TASK TO CARRY OUT -
Take the records underneath and set them down exactly.

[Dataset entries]
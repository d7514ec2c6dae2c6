//! Time abstraction for the dispatch core
//!
//! TigerStyle: All time reads go through a provider trait.
//!
//! The dispatcher and mailbox stamp envelopes and measure wait times through
//! `TimeProvider` so that tests and simulation harnesses can inject a
//! deterministic clock. Production code uses `WallClock`.

use async_trait::async_trait;
use std::time::{SystemTime, UNIX_EPOCH};

/// Time provider abstraction
///
/// Code in the core that needs the current time or a sleep MUST use this
/// trait rather than reading the system clock directly.
#[async_trait]
pub trait TimeProvider: Send + Sync + std::fmt::Debug {
    /// Get current time in milliseconds since epoch
    fn now_ms(&self) -> u64;

    /// Sleep for the specified duration
    async fn sleep_ms(&self, ms: u64);

    /// Get monotonic timestamp (for measuring durations)
    fn monotonic_ms(&self) -> u64 {
        self.now_ms()
    }
}

/// Production time provider using the wall clock
#[derive(Debug, Clone, Default)]
pub struct WallClock;

impl WallClock {
    /// Create a new wall clock time provider
    pub fn new() -> Self {
        Self
    }
}

#[async_trait]
impl TimeProvider for WallClock {
    fn now_ms(&self) -> u64 {
        SystemTime::now()
            .duration_since(UNIX_EPOCH)
            .map(|d| d.as_millis() as u64)
            .unwrap_or(0)
    }

    async fn sleep_ms(&self, ms: u64) {
        tokio::time::sleep(tokio::time::Duration::from_millis(ms)).await;
    }
}

#[cfg(test)]
mod tests {
    use super::*;

    #[test]
    fn test_wall_clock_now_is_nonzero() {
        let clock = WallClock::new();
        assert!(clock.now_ms() > 0);
        assert!(clock.monotonic_ms() > 0);
    }

    #[tokio::test]
    async fn test_wall_clock_sleep_advances_time() {
        let clock = WallClock::new();
        let before = clock.now_ms();
        clock.sleep_ms(20).await;
        assert!(clock.now_ms() >= before + 10);
    }
}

SOLUTION -
repository d7514ec2c6dae2c6
//! Time abstraction for the dispatch core
//!
//! TigerStyle: All time reads go through a provider trait.
//!
//! The dispatcher and mailbox stamp envelopes and measure wait times through
//! `TimeProvider` so that tests and simulation harnesses can inject a
//! deterministic clock. Production code uses `WallClock`.

use async_trait::async_trait;
use std::time::{SystemTime, UNIX_EPOCH};

/// Time provider abstraction
///
/// Code in the core that needs the current time or a sleep MUST use this
/// trait rather than reading the system clock directly.
#[async_trait]
pub trait TimeProvider: Send + Sync + std::fmt::Debug {
    /// Get current time in milliseconds since epoch
    fn now_ms(&self) -> u64;

    /// Sleep for the specified duration
    async fn sleep_ms(&self, ms: u64);

    /// Get monotonic timestamp (for measuring durations)
    fn monotonic_ms(&self) -> u64 {
        self.now_ms()
    }
}

/// Production time provider using the wall clock
#[derive(Debug, Clone, Default)]
pub struct WallClock;

impl WallClock {
    /// Create a new wall clock time provider
    pub fn new() -> Self {
        Self
    }
}

#[async_trait]
impl TimeProvider for WallClock {
    fn now_ms(&self) -> u64 {
        SystemTime::now()
            .duration_since(UNIX_EPOCH)
            .map(|d| d.as_millis() as u64)
            .unwrap_or(0)
    }

    async fn sleep_ms(&self, ms: u64) {
        tokio::time::sleep(tokio::time::Duration::from_millis(ms)).await;
    }
}

#[cfg(test)]
mod tests {
    use super::*;

    #[test]
    fn test_wall_clock_now_is_nonzero() {
        let clock = WallClock::new();
        assert!(clock.now_ms() > 0);
        assert!(clock.monotonic_ms() > 0);
    }

    #[tokio::test]
    async fn test_wall_clock_sleep_advances_time() {
        let clock = WallClock::new();
        let before = clock.now_ms();
        clock.sleep_ms(20).await;
        assert!(clock.now_ms() >= before + 10);
    }
}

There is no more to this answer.